Exercise aim> Determine how many lines of the records include "FunctionDef", and answer with the number alone.

Exercise input>
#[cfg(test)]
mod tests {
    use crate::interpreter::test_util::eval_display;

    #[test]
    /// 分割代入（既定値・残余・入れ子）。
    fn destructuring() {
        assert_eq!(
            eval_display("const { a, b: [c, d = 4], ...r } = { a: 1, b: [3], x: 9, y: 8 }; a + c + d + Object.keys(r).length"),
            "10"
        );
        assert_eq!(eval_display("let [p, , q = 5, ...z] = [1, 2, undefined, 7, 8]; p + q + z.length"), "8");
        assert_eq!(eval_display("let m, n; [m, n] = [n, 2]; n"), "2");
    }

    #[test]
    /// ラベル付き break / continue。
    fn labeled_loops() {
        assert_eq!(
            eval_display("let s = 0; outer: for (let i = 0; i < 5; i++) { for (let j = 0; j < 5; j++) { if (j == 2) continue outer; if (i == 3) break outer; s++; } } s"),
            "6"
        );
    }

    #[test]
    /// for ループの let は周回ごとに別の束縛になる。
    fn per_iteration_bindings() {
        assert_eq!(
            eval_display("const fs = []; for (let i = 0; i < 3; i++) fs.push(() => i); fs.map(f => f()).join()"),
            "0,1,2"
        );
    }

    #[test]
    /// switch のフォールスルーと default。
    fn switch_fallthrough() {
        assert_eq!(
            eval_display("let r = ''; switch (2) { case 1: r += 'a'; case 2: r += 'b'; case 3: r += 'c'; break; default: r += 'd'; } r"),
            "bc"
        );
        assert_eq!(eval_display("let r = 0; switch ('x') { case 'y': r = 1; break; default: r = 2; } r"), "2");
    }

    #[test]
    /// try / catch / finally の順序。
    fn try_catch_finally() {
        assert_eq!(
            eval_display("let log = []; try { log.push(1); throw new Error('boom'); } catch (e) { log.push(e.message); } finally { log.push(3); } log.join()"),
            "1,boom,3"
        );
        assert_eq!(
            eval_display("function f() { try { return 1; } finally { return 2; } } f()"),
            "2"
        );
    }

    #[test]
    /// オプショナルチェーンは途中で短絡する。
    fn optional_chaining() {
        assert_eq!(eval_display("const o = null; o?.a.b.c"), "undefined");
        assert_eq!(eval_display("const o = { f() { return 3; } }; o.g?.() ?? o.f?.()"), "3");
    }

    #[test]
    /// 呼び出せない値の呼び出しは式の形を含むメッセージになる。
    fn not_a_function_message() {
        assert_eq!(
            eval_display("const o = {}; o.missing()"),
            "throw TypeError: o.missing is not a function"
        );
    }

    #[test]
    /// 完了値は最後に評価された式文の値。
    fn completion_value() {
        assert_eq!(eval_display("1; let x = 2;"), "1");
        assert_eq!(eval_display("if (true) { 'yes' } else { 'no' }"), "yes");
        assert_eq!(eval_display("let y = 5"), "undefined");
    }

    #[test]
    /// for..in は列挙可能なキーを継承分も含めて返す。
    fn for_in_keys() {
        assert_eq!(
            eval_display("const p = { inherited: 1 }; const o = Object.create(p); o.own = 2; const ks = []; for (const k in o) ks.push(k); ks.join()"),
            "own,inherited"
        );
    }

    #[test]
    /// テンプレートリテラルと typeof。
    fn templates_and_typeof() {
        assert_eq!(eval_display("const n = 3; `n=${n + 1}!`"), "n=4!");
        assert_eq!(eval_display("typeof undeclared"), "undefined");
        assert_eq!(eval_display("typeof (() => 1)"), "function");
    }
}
--
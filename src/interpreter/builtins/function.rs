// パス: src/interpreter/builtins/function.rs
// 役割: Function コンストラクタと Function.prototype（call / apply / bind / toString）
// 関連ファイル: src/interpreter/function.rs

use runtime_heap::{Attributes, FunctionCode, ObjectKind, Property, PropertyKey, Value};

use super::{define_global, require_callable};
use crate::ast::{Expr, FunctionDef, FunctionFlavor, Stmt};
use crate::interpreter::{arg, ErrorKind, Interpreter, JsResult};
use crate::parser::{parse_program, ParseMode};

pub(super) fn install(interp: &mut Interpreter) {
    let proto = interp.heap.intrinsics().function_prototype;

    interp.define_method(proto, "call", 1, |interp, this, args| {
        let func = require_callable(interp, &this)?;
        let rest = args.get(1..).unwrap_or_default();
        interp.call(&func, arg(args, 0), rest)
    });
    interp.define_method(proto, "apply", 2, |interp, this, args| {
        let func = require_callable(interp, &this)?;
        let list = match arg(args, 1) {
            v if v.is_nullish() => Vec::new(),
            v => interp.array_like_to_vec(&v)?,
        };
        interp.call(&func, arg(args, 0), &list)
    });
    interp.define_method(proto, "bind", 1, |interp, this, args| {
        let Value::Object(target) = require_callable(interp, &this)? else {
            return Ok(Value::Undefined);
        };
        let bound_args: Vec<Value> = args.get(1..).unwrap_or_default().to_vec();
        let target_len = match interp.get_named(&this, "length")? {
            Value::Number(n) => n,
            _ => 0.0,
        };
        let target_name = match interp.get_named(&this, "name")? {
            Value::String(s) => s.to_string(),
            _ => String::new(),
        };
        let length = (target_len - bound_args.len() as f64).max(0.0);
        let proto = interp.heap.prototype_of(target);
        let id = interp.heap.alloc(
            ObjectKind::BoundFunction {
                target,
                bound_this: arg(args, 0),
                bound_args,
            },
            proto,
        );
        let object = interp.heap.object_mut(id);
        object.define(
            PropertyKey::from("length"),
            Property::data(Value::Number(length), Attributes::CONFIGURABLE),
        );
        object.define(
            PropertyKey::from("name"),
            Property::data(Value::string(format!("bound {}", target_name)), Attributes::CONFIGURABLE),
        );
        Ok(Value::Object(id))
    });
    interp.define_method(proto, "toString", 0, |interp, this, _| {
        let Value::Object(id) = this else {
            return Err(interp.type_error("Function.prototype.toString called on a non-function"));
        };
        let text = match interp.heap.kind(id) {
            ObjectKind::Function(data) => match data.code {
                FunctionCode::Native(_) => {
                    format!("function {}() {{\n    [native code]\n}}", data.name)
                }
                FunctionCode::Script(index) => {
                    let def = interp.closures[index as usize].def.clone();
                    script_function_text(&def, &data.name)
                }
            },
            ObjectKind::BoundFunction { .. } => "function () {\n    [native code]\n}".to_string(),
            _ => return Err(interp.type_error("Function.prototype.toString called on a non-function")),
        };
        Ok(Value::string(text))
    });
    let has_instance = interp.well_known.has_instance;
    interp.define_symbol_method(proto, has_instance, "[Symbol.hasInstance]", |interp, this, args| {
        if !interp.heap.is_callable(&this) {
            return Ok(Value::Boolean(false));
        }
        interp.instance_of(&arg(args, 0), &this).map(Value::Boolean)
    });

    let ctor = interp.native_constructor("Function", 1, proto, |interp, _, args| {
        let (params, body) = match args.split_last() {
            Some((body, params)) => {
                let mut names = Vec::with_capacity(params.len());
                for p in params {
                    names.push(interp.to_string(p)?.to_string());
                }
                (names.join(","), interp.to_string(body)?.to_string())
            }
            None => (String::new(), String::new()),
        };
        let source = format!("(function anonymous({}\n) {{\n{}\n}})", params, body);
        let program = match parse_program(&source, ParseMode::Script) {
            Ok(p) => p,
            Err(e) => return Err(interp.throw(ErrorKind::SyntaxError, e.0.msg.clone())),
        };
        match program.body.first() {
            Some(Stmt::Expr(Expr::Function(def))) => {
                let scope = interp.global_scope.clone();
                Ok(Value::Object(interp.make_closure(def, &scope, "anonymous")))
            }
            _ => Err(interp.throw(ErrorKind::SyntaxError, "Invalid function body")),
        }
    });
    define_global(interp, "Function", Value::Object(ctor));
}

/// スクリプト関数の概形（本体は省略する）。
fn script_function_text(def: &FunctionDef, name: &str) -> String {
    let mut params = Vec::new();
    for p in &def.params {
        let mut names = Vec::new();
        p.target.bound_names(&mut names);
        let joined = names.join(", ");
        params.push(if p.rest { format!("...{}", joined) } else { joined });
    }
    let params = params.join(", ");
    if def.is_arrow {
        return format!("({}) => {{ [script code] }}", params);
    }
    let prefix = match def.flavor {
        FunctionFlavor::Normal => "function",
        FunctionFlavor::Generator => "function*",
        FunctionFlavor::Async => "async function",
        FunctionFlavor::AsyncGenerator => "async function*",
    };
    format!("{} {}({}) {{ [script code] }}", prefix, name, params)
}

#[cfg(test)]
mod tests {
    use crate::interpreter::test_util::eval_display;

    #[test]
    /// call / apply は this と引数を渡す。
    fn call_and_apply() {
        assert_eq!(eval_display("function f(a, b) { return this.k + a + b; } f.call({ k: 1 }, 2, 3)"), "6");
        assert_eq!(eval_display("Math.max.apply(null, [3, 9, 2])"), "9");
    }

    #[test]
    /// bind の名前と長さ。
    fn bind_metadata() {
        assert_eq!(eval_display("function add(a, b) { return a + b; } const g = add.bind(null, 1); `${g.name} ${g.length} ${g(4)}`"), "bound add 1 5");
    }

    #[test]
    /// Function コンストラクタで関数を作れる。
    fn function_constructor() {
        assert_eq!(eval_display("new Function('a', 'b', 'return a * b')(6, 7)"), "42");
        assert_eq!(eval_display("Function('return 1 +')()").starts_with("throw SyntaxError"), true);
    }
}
--
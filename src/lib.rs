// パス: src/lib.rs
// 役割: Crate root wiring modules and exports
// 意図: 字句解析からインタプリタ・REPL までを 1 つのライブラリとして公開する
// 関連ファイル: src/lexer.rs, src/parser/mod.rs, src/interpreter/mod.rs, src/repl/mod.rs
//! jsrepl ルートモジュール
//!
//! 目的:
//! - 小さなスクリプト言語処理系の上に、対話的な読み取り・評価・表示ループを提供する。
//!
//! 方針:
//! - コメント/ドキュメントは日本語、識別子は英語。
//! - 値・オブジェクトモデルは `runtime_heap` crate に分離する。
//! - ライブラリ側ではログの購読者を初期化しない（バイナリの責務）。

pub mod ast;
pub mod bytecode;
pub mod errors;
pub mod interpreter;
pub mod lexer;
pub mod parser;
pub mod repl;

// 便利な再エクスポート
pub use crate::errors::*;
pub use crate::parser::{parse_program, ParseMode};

Exercise result> 2